### Exercise details
Transcribe the data exactly.

══ Records to process ══

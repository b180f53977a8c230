//! Decode request router.
//!
//! # Responsibilities
//! - Classify a request as VIN, plate, or invalid
//! - Build the upstream query for the selected provider
//! - Make exactly one upstream call (or none for invalid/unconfigured requests)
//! - Normalize the upstream response or failure into a [`DecodeResult`]

use std::sync::Arc;
use std::time::Instant;

use serde_json::{Map, Value};
use thiserror::Error;
use url::Url;

use crate::config::ProviderConfig;
use crate::decode::error::DecodeError;
use crate::decode::transport::{HttpTransport, UpstreamResponse};
use crate::decode::types::{DecodeQuery, DecodeRequest, DecodeResult, Provider, ProviderCredential};
use crate::observability::metrics;

/// Parsed upstream endpoints.
#[derive(Debug, Clone)]
pub struct ProviderEndpoints {
    pub vin: Url,
    pub plate: Url,
}

/// A provider URL that cannot serve as an upstream endpoint.
#[derive(Debug, Error)]
pub enum EndpointError {
    #[error("{field}: {source}")]
    Parse {
        field: &'static str,
        #[source]
        source: url::ParseError,
    },

    #[error("{field} cannot be used as a base URL: '{value}'")]
    NotABase { field: &'static str, value: String },
}

impl ProviderEndpoints {
    pub fn from_config(config: &ProviderConfig) -> Result<Self, EndpointError> {
        Ok(Self {
            vin: parse_endpoint("providers.vin_url", &config.vin_url)?,
            plate: parse_endpoint("providers.plate_url", &config.plate_url)?,
        })
    }
}

// The VIN is appended as a path segment, which needs a base URL.
fn parse_endpoint(field: &'static str, value: &str) -> Result<Url, EndpointError> {
    let url = Url::parse(value).map_err(|source| EndpointError::Parse { field, source })?;
    if url.cannot_be_a_base() {
        return Err(EndpointError::NotABase {
            field,
            value: value.to_string(),
        });
    }
    Ok(url)
}

/// Routes decode requests to the VIN or plate decoding service.
///
/// Holds only immutable state, so one instance is shared by every request.
#[derive(Clone)]
pub struct DecodeRouter {
    transport: Arc<dyn HttpTransport>,
    endpoints: ProviderEndpoints,
    credential: ProviderCredential,
}

impl DecodeRouter {
    pub fn new(
        transport: Arc<dyn HttpTransport>,
        endpoints: ProviderEndpoints,
        credential: ProviderCredential,
    ) -> Self {
        Self {
            transport,
            endpoints,
            credential,
        }
    }

    pub fn credential(&self) -> &ProviderCredential {
        &self.credential
    }

    /// Decode a request into a result. Never fails; errors are carried in the result.
    pub async fn decode(&self, request: &DecodeRequest) -> DecodeResult {
        let query = request.classify();
        let provider = query.label();
        let start = Instant::now();

        let result = self.resolve(query).await;
        match &result {
            Ok(data) => {
                tracing::info!(provider, attributes = data.len(), "Decode succeeded");
                metrics::record_decode(provider, "success", start);
            }
            Err(e) => {
                tracing::warn!(provider, error = %e, "Decode failed");
                metrics::record_decode(provider, e.kind(), start);
            }
        }

        result.into()
    }

    /// Resolve a classified query into the upstream attribute map.
    pub async fn resolve(&self, query: DecodeQuery) -> Result<Map<String, Value>, DecodeError> {
        match query {
            DecodeQuery::Vin { vin, model_year } => {
                let url = self.vin_url(&vin, model_year.as_deref());
                tracing::debug!(vin = %vin, model_year = ?model_year, "Querying VIN decoding service");
                let response = self.fetch(Provider::Vin, &url).await?;
                parse_attributes(Provider::Vin, response)
            }
            DecodeQuery::Plate {
                plate,
                jurisdiction,
            } => {
                let key = self.credential.key().ok_or(DecodeError::MissingCredential)?;
                let url = self.plate_url(&plate, &jurisdiction, key);
                tracing::debug!(
                    plate = %plate,
                    jurisdiction = %jurisdiction,
                    host = url.host_str().unwrap_or_default(),
                    "Querying plate decoding service"
                );
                let response = self.fetch(Provider::Plate, &url).await?;
                parse_attributes(Provider::Plate, response)
            }
            DecodeQuery::Invalid => Err(DecodeError::InvalidInput),
        }
    }

    async fn fetch(&self, provider: Provider, url: &Url) -> Result<UpstreamResponse, DecodeError> {
        let started = Instant::now();
        let response = self
            .transport
            .get(url)
            .await
            .map_err(|source| DecodeError::Transport { provider, source })?;
        metrics::record_upstream(provider.label(), response.status, started);

        if response.status != 200 {
            return Err(DecodeError::UpstreamStatus {
                provider,
                status: response.status,
            });
        }
        Ok(response)
    }

    /// `<vin base>/<VIN>?format=json[&modelyear=<year>]`
    fn vin_url(&self, vin: &str, model_year: Option<&str>) -> Url {
        let mut url = self.endpoints.vin.clone();
        if let Ok(mut segments) = url.path_segments_mut() {
            segments.pop_if_empty().push(vin);
        }
        {
            let mut query = url.query_pairs_mut();
            query.append_pair("format", "json");
            if let Some(year) = model_year {
                query.append_pair("modelyear", year);
            }
        }
        url
    }

    /// `<plate url>?plate=<P>&state=<J>&format=json&key=<K>`
    fn plate_url(&self, plate: &str, jurisdiction: &str, key: &str) -> Url {
        let mut url = self.endpoints.plate.clone();
        url.query_pairs_mut()
            .append_pair("plate", plate)
            .append_pair("state", jurisdiction)
            .append_pair("format", "json")
            .append_pair("key", key);
        url
    }
}

/// Parse an upstream body into a flat attribute map.
///
/// VIN service bodies of the form `{"Results": [{...}], ...}` are unwrapped to
/// their first result; other bodies must already be a JSON object.
fn parse_attributes(
    provider: Provider,
    response: UpstreamResponse,
) -> Result<Map<String, Value>, DecodeError> {
    let malformed = |reason: String| DecodeError::MalformedResponse { provider, reason };

    let body: Value = serde_json::from_slice(&response.body)
        .map_err(|e| malformed(format!("invalid JSON: {}", e)))?;

    let body = match body {
        Value::Object(mut map) if provider == Provider::Vin => match map.remove("Results") {
            Some(Value::Array(results)) => results
                .into_iter()
                .next()
                .ok_or_else(|| malformed("empty Results array".to_string()))?,
            Some(other) => {
                map.insert("Results".to_string(), other);
                Value::Object(map)
            }
            None => Value::Object(map),
        },
        other => other,
    };

    match body {
        Value::Object(map) => Ok(map),
        other => Err(malformed(format!(
            "expected a JSON object, got {}",
            json_kind(&other)
        ))),
    }
}

fn json_kind(value: &Value) -> &'static str {
    match value {
        Value::Null => "null",
        Value::Bool(_) => "a boolean",
        Value::Number(_) => "a number",
        Value::String(_) => "a string",
        Value::Array(_) => "an array",
        Value::Object(_) => "an object",
    }
}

═══

### Exercise answer
repository b180f53977a8c230
//! Decode request router.
//!
//! # Responsibilities
//! - Classify a request as VIN, plate, or invalid
//! - Build the upstream query for the selected provider
//! - Make exactly one upstream call (or none for invalid/unconfigured requests)
//! - Normalize the upstream response or failure into a [`DecodeResult`]

use std::sync::Arc;
use std::time::Instant;

use serde_json::{Map, Value};
use thiserror::Error;
use url::Url;

use crate::config::ProviderConfig;
use crate::decode::error::DecodeError;
use crate::decode::transport::{HttpTransport, UpstreamResponse};
use crate::decode::types::{DecodeQuery, DecodeRequest, DecodeResult, Provider, ProviderCredential};
use crate::observability::metrics;

/// Parsed upstream endpoints.
#[derive(Debug, Clone)]
pub struct ProviderEndpoints {
    pub vin: Url,
    pub plate: Url,
}

/// A provider URL that cannot serve as an upstream endpoint.
#[derive(Debug, Error)]
pub enum EndpointError {
    #[error("{field}: {source}")]
    Parse {
        field: &'static str,
        #[source]
        source: url::ParseError,
    },

    #[error("{field} cannot be used as a base URL: '{value}'")]
    NotABase { field: &'static str, value: String },
}

impl ProviderEndpoints {
    pub fn from_config(config: &ProviderConfig) -> Result<Self, EndpointError> {
        Ok(Self {
            vin: parse_endpoint("providers.vin_url", &config.vin_url)?,
            plate: parse_endpoint("providers.plate_url", &config.plate_url)?,
        })
    }
}

// The VIN is appended as a path segment, which needs a base URL.
fn parse_endpoint(field: &'static str, value: &str) -> Result<Url, EndpointError> {
    let url = Url::parse(value).map_err(|source| EndpointError::Parse { field, source })?;
    if url.cannot_be_a_base() {
        return Err(EndpointError::NotABase {
            field,
            value: value.to_string(),
        });
    }
    Ok(url)
}

/// Routes decode requests to the VIN or plate decoding service.
///
/// Holds only immutable state, so one instance is shared by every request.
#[derive(Clone)]
pub struct DecodeRouter {
    transport: Arc<dyn HttpTransport>,
    endpoints: ProviderEndpoints,
    credential: ProviderCredential,
}

impl DecodeRouter {
    pub fn new(
        transport: Arc<dyn HttpTransport>,
        endpoints: ProviderEndpoints,
        credential: ProviderCredential,
    ) -> Self {
        Self {
            transport,
            endpoints,
            credential,
        }
    }

    pub fn credential(&self) -> &ProviderCredential {
        &self.credential
    }

    /// Decode a request into a result. Never fails; errors are carried in the result.
    pub async fn decode(&self, request: &DecodeRequest) -> DecodeResult {
        let query = request.classify();
        let provider = query.label();
        let start = Instant::now();

        let result = self.resolve(query).await;
        match &result {
            Ok(data) => {
                tracing::info!(provider, attributes = data.len(), "Decode succeeded");
                metrics::record_decode(provider, "success", start);
            }
            Err(e) => {
                tracing::warn!(provider, error = %e, "Decode failed");
                metrics::record_decode(provider, e.kind(), start);
            }
        }

        result.into()
    }

    /// Resolve a classified query into the upstream attribute map.
    pub async fn resolve(&self, query: DecodeQuery) -> Result<Map<String, Value>, DecodeError> {
        match query {
            DecodeQuery::Vin { vin, model_year } => {
                let url = self.vin_url(&vin, model_year.as_deref());
                tracing::debug!(vin = %vin, model_year = ?model_year, "Querying VIN decoding service");
                let response = self.fetch(Provider::Vin, &url).await?;
                parse_attributes(Provider::Vin, response)
            }
            DecodeQuery::Plate {
                plate,
                jurisdiction,
            } => {
                let key = self.credential.key().ok_or(DecodeError::MissingCredential)?;
                let url = self.plate_url(&plate, &jurisdiction, key);
                tracing::debug!(
                    plate = %plate,
                    jurisdiction = %jurisdiction,
                    host = url.host_str().unwrap_or_default(),
                    "Querying plate decoding service"
                );
                let response = self.fetch(Provider::Plate, &url).await?;
                parse_attributes(Provider::Plate, response)
            }
            DecodeQuery::Invalid => Err(DecodeError::InvalidInput),
        }
    }

    async fn fetch(&self, provider: Provider, url: &Url) -> Result<UpstreamResponse, DecodeError> {
        let started = Instant::now();
        let response = self
            .transport
            .get(url)
            .await
            .map_err(|source| DecodeError::Transport { provider, source })?;
        metrics::record_upstream(provider.label(), response.status, started);

        if response.status != 200 {
            return Err(DecodeError::UpstreamStatus {
                provider,
                status: response.status,
            });
        }
        Ok(response)
    }

    /// `<vin base>/<VIN>?format=json[&modelyear=<year>]`
    fn vin_url(&self, vin: &str, model_year: Option<&str>) -> Url {
        let mut url = self.endpoints.vin.clone();
        if let Ok(mut segments) = url.path_segments_mut() {
            segments.pop_if_empty().push(vin);
        }
        {
            let mut query = url.query_pairs_mut();
            query.append_pair("format", "json");
            if let Some(year) = model_year {
                query.append_pair("modelyear", year);
            }
        }
        url
    }

    /// `<plate url>?plate=<P>&state=<J>&format=json&key=<K>`
    fn plate_url(&self, plate: &str, jurisdiction: &str, key: &str) -> Url {
        let mut url = self.endpoints.plate.clone();
        url.query_pairs_mut()
            .append_pair("plate", plate)
            .append_pair("state", jurisdiction)
            .append_pair("format", "json")
            .append_pair("key", key);
        url
    }
}

/// Parse an upstream body into a flat attribute map.
///
/// VIN service bodies of the form `{"Results": [{...}], ...}` are unwrapped to
/// their first result; other bodies must already be a JSON object.
fn parse_attributes(
    provider: Provider,
    response: UpstreamResponse,
) -> Result<Map<String, Value>, DecodeError> {
    let malformed = |reason: String| DecodeError::MalformedResponse { provider, reason };

    let body: Value = serde_json::from_slice(&response.body)
        .map_err(|e| malformed(format!("invalid JSON: {}", e)))?;

    let body = match body {
        Value::Object(mut map) if provider == Provider::Vin => match map.remove("Results") {
            Some(Value::Array(results)) => results
                .into_iter()
                .next()
                .ok_or_else(|| malformed("empty Results array".to_string()))?,
            Some(other) => {
                map.insert("Results".to_string(), other);
                Value::Object(map)
            }
            None => Value::Object(map),
        },
        other => other,
    };

    match body {
        Value::Object(map) => Ok(map),
        other => Err(malformed(format!(
            "expected a JSON object, got {}",
            json_kind(&other)
        ))),
    }
}

fn json_kind(value: &Value) -> &'static str {
    match value {
        Value::Null => "null",
        Value::Bool(_) => "a boolean",
        Value::Number(_) => "a number",
        Value::String(_) => "a string",
        Value::Array(_) => "an array",
        Value::Object(_) => "an object",
    }
}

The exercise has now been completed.